Next-generation instruments to be carried onboard spacecraft are collecting a large quantity of information at an increasing rate due to recent technological improvements. The result is the increasing importance that onboard payload data compression and processing are gaining in the framework of a spacecraft design. Powerful compression algorithms are required to match the available channel resources. Moreover, many Earth Observation satellites are required to transmit data on-ground in real time, this means that compression devices with very high throughput are requested. In science missions, one of the challenges is to have the capability to transmit to ground stations a high amount of data through a limited downlink. Thanks to onboard data compression, it is possible to transmit all of the data generated onboard, without any restriction, maximizing the scientific return. Moreover, other types of processing can be done onboard, e.g. encryption, compressive sensing, and data analysis, which open the door to new applications, such as vision-based spacecraft control.
This special section provides a picture of state-of-the-art research in the area of onboard payload data compression and processing. We wish to express our deep appreciation to all of the authors and reviewers for their high-quality contributions and enthusiastic efforts in this special section. Many of the papers are extended versions of material that was presented at the 4th Onboard Payload Data Compression (OBPDC) workshop held in Venice in October 2014, gathering individuals from academia and industry to share the most recent developments in this exciting field.
The special section contains eight papers. Two papers address onboard compression algorithms. “Image data compression with hierarchical pixel averaging and fully adaptive prediction error coder” by Iudica et al. introduces a novel image compression algorithm, the so-called hierarchical pixel averaging (HPA). It is a preprocessing stage envisaged for the fully adaptive prediction error coder (FAPEC), an entropy coder that can offer better results than the current standard—that is, the CCSDS 121.0 algorithm—when in presence of outliers. “Onboard joint nondestructive despeckling and wavelet-based data compression of multilook synthetic aperture radar images using reordered spatial oriented trees” by Bekhtin addresses the problem of onboard denoising and compression of multilook SAR images using a technique based on zerotrees in the wavelet domain.
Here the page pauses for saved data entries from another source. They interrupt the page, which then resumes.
//! Relational-value adapter.
//!
//! [`ToValue`] turns a payload into a [`Value`] and [`FromValue`] reads one
//! back. The set of supported payload types is closed: scalars, timestamps,
//! durations (read only), byte strings and a handful of slice types which
//! travel as array literals. Payload types outside that set take part by
//! implementing the two traits themselves, or [`BinaryCodec`] through
//! [`Binary`].
//!
//! Reading accepts a fixed table of cross-family conversions:
//!
//! | from       | to |
//! |------------|----|
//! | bool       | bool, integers and floats (0/1), `String` (`true`/`false`) |
//! | int64      | integers (truncating cast), floats, bool (0/1 only), `String` |
//! | float64    | `f64`, `f32`, integers (whole numbers in range only), `String` (shortest round-trip form) |
//! | text       | integers and floats (parsed), bool, `String`, `Vec<u8>`, timestamps, durations, arrays |
//! | bytes      | `Vec<u8>`, `String` (UTF-8), [`Binary`] payloads, anything text converts to |
//! | timestamp  | timestamps, `String` (RFC 3339) |
//!
//! Any other pair fails with [`TristateError::Unsupported`].

use std::any::type_name;
use std::fmt;

// used for timestamps and durations
use chrono::{DateTime, Duration, NaiveDateTime, SecondsFormat, Utc};
use tracing::debug;

use crate::array;
use crate::duration::parse_duration;
use crate::error::{Result, TristateError};
use crate::tristate::Tristate;
use crate::value::Value;

/// A payload that can be written as a relational value.
pub trait ToValue {
    fn to_value(&self) -> Result<Value>;
}

/// A payload that can be read from a relational value.
pub trait FromValue: Sized {
    fn from_value(value: &Value) -> Result<Self>;
}

fn unsupported<T>(value: &Value) -> TristateError {
    TristateError::unsupported(value.kind(), type_name::<T>())
}

fn text_of<T>(value: &Value) -> Result<&str> {
    match value.as_str() {
        Some(text) => Ok(text),
        None if matches!(value, Value::Bytes(_)) => {
            Err(TristateError::convert(value.kind(), type_name::<T>(), "invalid UTF-8"))
        }
        None => Err(unsupported::<T>(value)),
    }
}

fn parse_bool(text: &str) -> Option<bool> {
    match text {
        "1" | "t" | "T" | "TRUE" | "true" | "True" => Some(true),
        "0" | "f" | "F" | "FALSE" | "false" | "False" => Some(false),
        _ => None,
    }
}

// RFC 3339 first, then the layouts SQLite drivers commonly write
fn parse_timestamp(text: &str) -> Option<DateTime<Utc>> {
    if let Ok(t) = DateTime::parse_from_rfc3339(text) {
        return Some(t.with_timezone(&Utc));
    }
    if let Ok(t) = DateTime::parse_from_str(text, "%Y-%m-%d %H:%M:%S%.f%:z") {
        return Some(t.with_timezone(&Utc));
    }
    ["%Y-%m-%d %H:%M:%S%.f", "%Y-%m-%dT%H:%M:%S%.f"]
        .iter()
        .find_map(|layout| NaiveDateTime::parse_from_str(text, layout).ok())
        .map(|t| t.and_utc())
}

// ------------- Containers -------------
impl<T: ToValue> ToValue for Tristate<T> {
    fn to_value(&self) -> Result<Value> {
        match self {
            Tristate::Present(value) => value.to_value(),
            Tristate::Absent | Tristate::Unset => Ok(Value::Null),
        }
    }
}
impl<T: FromValue> FromValue for Tristate<T> {
    fn from_value(value: &Value) -> Result<Self> {
        match value {
            Value::Null => Ok(Tristate::Absent),
            _ => T::from_value(value).map(Tristate::Present),
        }
    }
}

impl<T> Tristate<T> {
    /// Overwrites this container from a relational value. NULL makes it
    /// `Absent`. On error the container is left as it was.
    pub fn scan(&mut self, value: &Value) -> Result<()>
    where
        T: FromValue,
    {
        match Self::from_value(value) {
            Ok(scanned) => {
                *self = scanned;
                Ok(())
            }
            Err(error) => {
                debug!(from = value.kind(), to = type_name::<T>(), %error, "scan failed");
                Err(error)
            }
        }
    }
}

impl<T: ToValue> ToValue for Option<T> {
    fn to_value(&self) -> Result<Value> {
        self.as_ref().map_or(Ok(Value::Null), ToValue::to_value)
    }
}
impl<T: FromValue> FromValue for Option<T> {
    fn from_value(value: &Value) -> Result<Self> {
        match value {
            Value::Null => Ok(None),
            _ => T::from_value(value).map(Some),
        }
    }
}

impl<T: ToValue + ?Sized> ToValue for &T {
    fn to_value(&self) -> Result<Value> {
        (**self).to_value()
    }
}

impl ToValue for Value {
    fn to_value(&self) -> Result<Value> {
        Ok(self.clone())
    }
}
impl FromValue for Value {
    fn from_value(value: &Value) -> Result<Self> {
        Ok(value.clone())
    }
}

// ------------- Scalars -------------
impl ToValue for bool {
    fn to_value(&self) -> Result<Value> {
        Ok(Value::Bool(*self))
    }
}
impl FromValue for bool {
    fn from_value(value: &Value) -> Result<Self> {
        match value {
            Value::Bool(b) => Ok(*b),
            Value::Int(0) => Ok(false),
            Value::Int(1) => Ok(true),
            Value::Int(i) => Err(TristateError::convert(value.kind(), "bool", format!("{} is not 0 or 1", i))),
            Value::Text(_) | Value::Bytes(_) => {
                let text = text_of::<bool>(value)?;
                parse_bool(text).ok_or_else(|| {
                    TristateError::convert(value.kind(), "bool", format!("invalid syntax {:?}", text))
                })
            }
            _ => Err(unsupported::<bool>(value)),
        }
    }
}

macro_rules! integers {
    ($($ty:ty),+ $(,)?) => {
        $(
            impl ToValue for $ty {
                fn to_value(&self) -> Result<Value> {
                    i64::try_from(*self)
                        .map(Value::Int)
                        .map_err(|e| TristateError::Unencodable {
                            type_name: type_name::<$ty>(),
                            reason: e.to_string(),
                        })
                }
            }
            impl FromValue for $ty {
                fn from_value(value: &Value) -> Result<Self> {
                    match value {
                        // narrowing keeps the low bits, like a cast from a wider column
                        Value::Int(i) => Ok(*i as $ty),
                        Value::Bool(b) => Ok(*b as $ty),
                        // REAL columns hand back whole numbers as floats
                        Value::Float(x) if x.fract() == 0.0
                            && *x >= <$ty>::MIN as f64
                            && *x < <$ty>::MAX as f64 + 1.0 => Ok(*x as $ty),
                        Value::Float(x) => Err(TristateError::convert(
                            value.kind(),
                            type_name::<$ty>(),
                            format!("{} is not an integer in range", x),
                        )),
                        Value::Text(_) | Value::Bytes(_) => text_of::<$ty>(value)?
                            .parse::<$ty>()
                            .map_err(|e| TristateError::convert(value.kind(), type_name::<$ty>(), e)),
                        _ => Err(unsupported::<$ty>(value)),
                    }
                }
            }
        )+
    };
}

integers!(i8, i16, i32, i64, isize, u8, u16, u32, u64, usize);

macro_rules! floats {
    ($($ty:ty),+ $(,)?) => {
        $(
            impl ToValue for $ty {
                fn to_value(&self) -> Result<Value> {
                    Ok(Value::Float(f64::from(*self)))
                }
            }
            impl FromValue for $ty {
                fn from_value(value: &Value) -> Result<Self> {
                    match value {
                        Value::Float(x) => Ok(*x as $ty),
                        Value::Int(i) => Ok(*i as $ty),
                        Value::Bool(b) => Ok(if *b { 1. } else { 0. }),
                        Value::Text(_) | Value::Bytes(_) => text_of::<$ty>(value)?
                            .parse::<$ty>()
                            .map_err(|e| TristateError::convert(value.kind(), type_name::<$ty>(), e)),
                        _ => Err(unsupported::<$ty>(value)),
                    }
                }
            }
        )+
    };
}

floats!(f32, f64);

impl ToValue for str {
    fn to_value(&self) -> Result<Value> {
        Ok(Value::Text(self.to_string()))
    }
}
impl ToValue for String {
    fn to_value(&self) -> Result<Value> {
        Ok(Value::Text(self.clone()))
    }
}
impl FromValue for String {
    fn from_value(value: &Value) -> Result<Self> {
        match value {
            Value::Text(text) => Ok(text.clone()),
            Value::Bytes(bytes) => String::from_utf8(bytes.clone())
                .map_err(|e| TristateError::convert(value.kind(), "String", e)),
            Value::Bool(b) => Ok(b.to_string()),
            Value::Int(i) => Ok(i.to_string()),
            Value::Float(x) => Ok(x.to_string()),
            Value::Timestamp(t) => Ok(t.to_rfc3339_opts(SecondsFormat::Secs, true)),
            Value::Null => Err(unsupported::<String>(value)),
        }
    }
}

impl ToValue for DateTime<Utc> {
    fn to_value(&self) -> Result<Value> {
        Ok(Value::Timestamp(*self))
    }
}
impl FromValue for DateTime<Utc> {
    fn from_value(value: &Value) -> Result<Self> {
        match value {
            Value::Timestamp(t) => Ok(*t),
            Value::Text(_) | Value::Bytes(_) => {
                let text = text_of::<Self>(value)?;
                parse_timestamp(text).ok_or_else(|| {
                    TristateError::convert(value.kind(), "timestamp", format!("unrecognized layout {:?}", text))
                })
            }
            _ => Err(unsupported::<Self>(value)),
        }
    }
}

// Durations are read from their string form only.
impl FromValue for Duration {
    fn from_value(value: &Value) -> Result<Self> {
        match value {
            Value::Text(_) | Value::Bytes(_) => parse_duration(text_of::<Self>(value)?),
            _ => Err(unsupported::<Self>(value)),
        }
    }
}

// ------------- Byte strings -------------
impl ToValue for Vec<u8> {
    fn to_value(&self) -> Result<Value> {
        Ok(Value::Bytes(self.clone()))
    }
}
impl FromValue for Vec<u8> {
    fn from_value(value: &Value) -> Result<Self> {
        match value {
            Value::Bytes(bytes) => Ok(bytes.clone()),
            Value::Text(text) => Ok(text.clone().into_bytes()),
            _ => Err(unsupported::<Self>(value)),
        }
    }
}

/// A payload with its own binary encoding.
pub trait BinaryCodec: Sized {
    type Error: fmt::Display;
    fn encode_binary(&self) -> Vec<u8>;
    fn decode_binary(bytes: &[u8]) -> std::result::Result<Self, Self::Error>;
}

/// Stores a [`BinaryCodec`] payload as bytes.
#[derive(Clone, Copy, Debug, Default, PartialEq, Eq, Hash)]
pub struct Binary<T>(pub T);

impl<T: BinaryCodec> ToValue for Binary<T> {
    fn to_value(&self) -> Result<Value> {
        Ok(Value::Bytes(self.0.encode_binary()))
    }
}
impl<T: BinaryCodec> FromValue for Binary<T> {
    fn from_value(value: &Value) -> Result<Self> {
        match value {
            Value::Bytes(bytes) => T::decode_binary(bytes)
                .map(Binary)
                .map_err(|e| TristateError::convert(value.kind(), type_name::<T>(), e)),
            _ => Err(unsupported::<Self>(value)),
        }
    }
}

// ------------- Arrays -------------
fn array_elements<T>(value: &Value) -> Result<Vec<String>> {
    match value {
        Value::Text(_) | Value::Bytes(_) => array::decode(text_of::<T>(value)?),
        _ => Err(unsupported::<T>(value)),
    }
}

macro_rules! arrays {
    ($($ty:ty => $quoted:expr),+ $(,)?) => {
        $(
            impl ToValue for Vec<$ty> {
                fn to_value(&self) -> Result<Value> {
                    Ok(Value::Text(array::encode(self.iter().map(|e| e.to_string()), $quoted)))
                }
            }
            impl FromValue for Vec<$ty> {
                fn from_value(value: &Value) -> Result<Self> {
                    array_elements::<Self>(value)?
                        .iter()
                        .map(|e| {
                            e.parse::<$ty>()
                                .map_err(|err| TristateError::convert(value.kind(), type_name::<Self>(), err))
                        })
                        .collect()
                }
            }
        )+
    };
}

arrays!(i64 => false, i32 => false, f64 => false, f32 => false, String => true);

impl ToValue for Vec<bool> {
    fn to_value(&self) -> Result<Value> {
        let elements = self.iter().map(|b| if *b { "t" } else { "f" }.to_string());
        Ok(Value::Text(array::encode(elements, false)))
    }
}
impl FromValue for Vec<bool> {
    fn from_value(value: &Value) -> Result<Self> {
        array_elements::<Self>(value)?
            .iter()
            .map(|e| {
                parse_bool(e).ok_or_else(|| {
                    TristateError::convert(value.kind(), type_name::<Self>(), format!("invalid element {:?}", e))
                })
            })
            .collect()
    }
}

impl ToValue for Vec<Vec<u8>> {
    fn to_value(&self) -> Result<Value> {
        let elements = self.iter().map(|b| format!("\\x{}", hex::encode(b)));
        Ok(Value::Text(array::encode(elements, true)))
    }
}
impl FromValue for Vec<Vec<u8>> {
    fn from_value(value: &Value) -> Result<Self> {
        array_elements::<Self>(value)?
            .iter()
            .map(|e| {
                let digits = e.strip_prefix("\\x").ok_or_else(|| {
                    TristateError::convert(value.kind(), type_name::<Self>(), format!("invalid bytea element {:?}", e))
                })?;
                hex::decode(digits).map_err(|err| TristateError::convert(value.kind(), type_name::<Self>(), err))
            })
            .collect()
    }
}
Three papers also address onboard compression, with a focus on architectures and implementations. “On the hardware implementation of the arithmetic elements of the pairwise orthogonal transform” by Santos et al. validates that the low complexity of the pairwise orthogonal transform (POT) makes it feasible for a space-qualified field-programmable gate array (FPGA) implementation. “Reconfigurable architecture for real-time image compression on-board satellites” by Manthey, Krutz, and Juurlink presents a high-speed image compression architecture with region-of-interest (ROI) support and with flexible access to compressed data based on the Consultative Committee for Space Data Systems 122.0-B-1 image data compression standard. “Efficient field-programmable gate array implementation of CCSDS 121.0-B-2 lossless data compression algorithm for image compression” by Kranitis et al. describes an FPGA implementation of CCSDS 121.0-B-2 as an IP core enhanced with a 2D predictor and near-lossless compression, with maximum achievable throughput of .
Two papers describe novel instrument concepts. “Imaging method for highly squinted synthetic aperture radar with under-sampled echo data” by Gu et al. applies compressive sensing in order to achieve a very low bit-rate SAR raw data stream, and proposes a corresponding reconstruction algorithm for highly squinted data. “Proposal for Infrared Atmospheric Sounding Interferometer on-board data compression” by García-Sobrino et al. investigates the modification of the IASI Level 0 processing chain such that improved data transmission rate could be provided. IASI is an Infrared Atmospheric Sounder Interferometer on the Metop series of European meteorological polar-orbiting satellites. Finally, “Spatial Resolution Enhancement of Hyperspectral Images Based on Redundant Dictionaries” by Wang, Wang, and Zhang proposes a postprocessing technique in order to enhance spatial resolution of hyperspectral images based on sparsity methods, taking advantage of their spectral and spatial correlations.
Enrico Magli received the MSc and PhD degrees from the Politecnico di Torino, Turin, Italy, in 1997 and 2001, respectively. He is currently an associate professor with the Politecnico di Torino. His research interests are in the field of compressive sensing, image and video coding, and vision. He was a corecipient of the IEEE Geoscience and Remote Sensing Society Transactions Prize Paper Award in 2011.
Raffaele Vitulli received his MS degree in electronic engineering in 1991 from Politecnico of Bari, Italy. He is currently a staff member of the European Space Agency, and he is working for the On-Board Payload Data Processing Section, located at ESTEC (NL). He is participating in the work of the Consultative Committee for Space Data System as a member of the Multispectral/Hyperspectral Data Compression Working Group. He is chairman and organizer of the On-Board Payload Data Compression Workshop.